● **EXERCISE DIRECTIONS**:
Whenever the word "STANDARD" turns up in a line of the data below, copy that line.

● **MATERIAL FOR THIS TASK**:
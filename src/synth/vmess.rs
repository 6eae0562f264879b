//! VMess codec: `vmess://base64(json)` envelope (v2 share format)

use super::{
    stream_from_transport, OutboundConfig, OutboundSettings, OutboundUser, VnextServer, PROXY_TAG,
};
use crate::model::{
    NetworkType, ProtocolSettings, SecurityType, ServerRecord, TransportSettings,
};
use crate::{Error, Result};
use base64::engine::general_purpose::{STANDARD, URL_SAFE};
use base64::Engine;
use serde_json::{json, Value};
use uuid::Uuid;

pub(super) fn synthesize(record: &ServerRecord) -> Result<OutboundConfig> {
    let ProtocolSettings::Vmess {
        uuid,
        alter_id,
        security,
    } = &record.settings
    else {
        return Err(Error::internal("vmess synthesizer got non-vmess settings"));
    };
    if uuid.is_empty() {
        return Err(Error::missing_field("vmess", "uuid"));
    }
    Uuid::parse_str(uuid)
        .map_err(|_| Error::validation(format!("vmess: invalid uuid '{}'", uuid)))?;

    Ok(OutboundConfig {
        tag: PROXY_TAG.to_string(),
        protocol: "vmess".to_string(),
        settings: Some(OutboundSettings::Vnext {
            vnext: vec![VnextServer {
                address: record.address.clone(),
                port: record.port,
                users: vec![OutboundUser {
                    id: uuid.clone(),
                    alter_id: Some(*alter_id),
                    security: Some(if security.is_empty() {
                        "auto".to_string()
                    } else {
                        security.clone()
                    }),
                    ..Default::default()
                }],
            }],
        }),
        stream_settings: Some(stream_from_transport(record, &record.transport)?),
    })
}

pub(super) fn parse(rest: &str) -> Result<ServerRecord> {
    let decoded = STANDARD
        .decode(rest.trim())
        .or_else(|_| URL_SAFE.decode(rest.trim()))
        .map_err(|e| Error::parse(format!("vmess: invalid base64: {}", e)))?;
    let text = String::from_utf8(decoded)
        .map_err(|e| Error::parse(format!("vmess: invalid UTF-8: {}", e)))?;
    let obj: Value =
        serde_json::from_str(&text).map_err(|e| Error::parse(format!("vmess: invalid JSON: {}", e)))?;

    let address = str_field(&obj, "add").ok_or_else(|| Error::parse("vmess: missing 'add'"))?;
    let port = num_field(&obj, "port").ok_or_else(|| Error::parse("vmess: missing 'port'"))?;
    let port = u16::try_from(port)
        .ok()
        .filter(|p| *p != 0)
        .ok_or_else(|| Error::parse("vmess: port out of range"))?;
    let uuid = str_field(&obj, "id").ok_or_else(|| Error::parse("vmess: missing 'id'"))?;
    let alter_id = match num_field(&obj, "aid") {
        Some(aid) => {
            u16::try_from(aid).map_err(|_| Error::parse("vmess: alterId out of range"))?
        }
        None => 0,
    };
    let name = str_field(&obj, "ps").unwrap_or_else(|| format!("{}:{}", address, port));

    let mut record = ServerRecord::new(
        Uuid::nil(),
        name,
        address,
        port,
        ProtocolSettings::Vmess {
            uuid,
            alter_id,
            security: str_field(&obj, "scy").unwrap_or_else(|| "auto".to_string()),
        },
    );

    let network = match str_field(&obj, "net") {
        Some(n) => NetworkType::try_from(n.as_str())?,
        None => NetworkType::Tcp,
    };
    record.transport = TransportSettings {
        network,
        security: if str_field(&obj, "tls").as_deref() == Some("tls") {
            SecurityType::Tls
        } else {
            SecurityType::None
        },
        sni: str_field(&obj, "sni"),
        alpn: str_field(&obj, "alpn")
            .map(|a| a.split(',').map(str::to_string).collect())
            .unwrap_or_default(),
        fingerprint: str_field(&obj, "fp"),
        ws_path: str_field(&obj, "path"),
        ws_host: str_field(&obj, "host"),
        grpc_service_name: match network {
            // the v2 envelope reuses 'path' for the gRPC service name
            NetworkType::Grpc => str_field(&obj, "path"),
            _ => None,
        },
        allow_insecure: false,
    };
    if network == NetworkType::Grpc {
        record.transport.ws_path = None;
    }

    Ok(record)
}

pub(super) fn generate(record: &ServerRecord) -> Result<String> {
    let ProtocolSettings::Vmess {
        uuid,
        alter_id,
        security,
    } = &record.settings
    else {
        return Err(Error::internal("vmess generator got non-vmess settings"));
    };
    if uuid.is_empty() {
        return Err(Error::missing_field("vmess", "uuid"));
    }

    let t = &record.transport;
    let path = match t.network {
        NetworkType::Grpc => t.grpc_service_name.clone(),
        _ => t.ws_path.clone(),
    };
    let envelope = json!({
        "v": "2",
        "ps": record.name,
        "add": record.address,
        "port": record.port.to_string(),
        "id": uuid,
        "aid": alter_id.to_string(),
        "scy": security,
        "net": t.network.to_string(),
        "tls": if t.security == SecurityType::Tls { "tls" } else { "" },
        "sni": t.sni.clone().unwrap_or_default(),
        "host": t.ws_host.clone().unwrap_or_default(),
        "path": path.unwrap_or_default(),
        "alpn": t.alpn.join(","),
        "fp": t.fingerprint.clone().unwrap_or_default(),
    });

    Ok(format!("vmess://{}", STANDARD.encode(envelope.to_string())))
}

fn str_field(obj: &Value, key: &str) -> Option<String> {
    obj.get(key)
        .and_then(Value::as_str)
        .filter(|s| !s.is_empty())
        .map(str::to_string)
}

/// Link generators disagree on whether numeric fields are numbers or
/// strings; accept both.
fn num_field(obj: &Value, key: &str) -> Option<u64> {
    match obj.get(key)? {
        Value::Number(n) => n.as_u64(),
        Value::String(s) => s.parse().ok(),
        _ => None,
    }
}
//! Error types for the pilot

use std::io;
use thiserror::Error;

/// Pilot error type
#[derive(Error, Debug)]
pub enum Error {
    #[error("IO error: {0}")]
    Io(#[from] io::Error),

    #[error("Configuration error: {0}")]
    Config(String),

    /// Record is malformed for its protocol (names the offending field).
    #[error("Validation error: {0}")]
    Validation(String),

    /// Malformed URI or subscription entry.
    #[error("Parse error: {0}")]
    Parse(String),

    /// Probe/fetch timeout or connection failure.
    #[error("Network error: {0}")]
    Network(String),

    #[error("Timeout error: {0}")]
    Timeout(String),

    /// Engine rejected an assembled tunnel configuration.
    #[error("Tunnel start error: {0}")]
    TunnelStart(String),

    /// Store constraint violation (e.g. duplicate group name).
    #[error("Conflict: {0}")]
    Conflict(String),

    #[error("Store error: {0}")]
    Store(String),

    #[error("Internal error: {0}")]
    Internal(String),
}

impl Error {
    pub fn config<S: Into<String>>(msg: S) -> Self {
        Error::Config(msg.into())
    }

    pub fn validation<S: Into<String>>(msg: S) -> Self {
        Error::Validation(msg.into())
    }

    pub fn parse<S: Into<String>>(msg: S) -> Self {
        Error::Parse(msg.into())
    }

    pub fn network<S: Into<String>>(msg: S) -> Self {
        Error::Network(msg.into())
    }

    pub fn timeout<S: Into<String>>(msg: S) -> Self {
        Error::Timeout(msg.into())
    }

    pub fn tunnel_start<S: Into<String>>(msg: S) -> Self {
        Error::TunnelStart(msg.into())
    }

    pub fn conflict<S: Into<String>>(msg: S) -> Self {
        Error::Conflict(msg.into())
    }

    pub fn store<S: Into<String>>(msg: S) -> Self {
        Error::Store(msg.into())
    }

    pub fn internal<S: Into<String>>(msg: S) -> Self {
        Error::Internal(msg.into())
    }

    /// Missing-field validation error with a uniform message shape.
    pub fn missing_field(protocol: &str, field: &str) -> Self {
        Error::Validation(format!("{protocol}: missing required field '{field}'"))
    }
}

impl From<serde_yaml::Error> for Error {
    fn from(e: serde_yaml::Error) -> Self {
        Error::Config(e.to_string())
    }
}

impl From<serde_json::Error> for Error {
    fn from(e: serde_json::Error) -> Self {
        Error::Parse(e.to_string())
    }
}

impl From<tokio::time::error::Elapsed> for Error {
    fn from(e: tokio::time::error::Elapsed) -> Self {
        Error::Timeout(e.to_string())
    }
}

impl From<reqwest::Error> for Error {
    fn from(e: reqwest::Error) -> Self {
        if e.is_timeout() {
            Error::Timeout(e.to_string())
        } else {
            Error::Network(e.to_string())
        }
    }
}

/// Result type alias using our Error
pub type Result<T> = std::result::Result<T, Error>;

● **ANSWER TO THIS TASK**:
use base64::engine::general_purpose::{STANDARD, URL_SAFE};
    let decoded = STANDARD
    Ok(format!("vmess://{}", STANDARD.encode(envelope.to_string())))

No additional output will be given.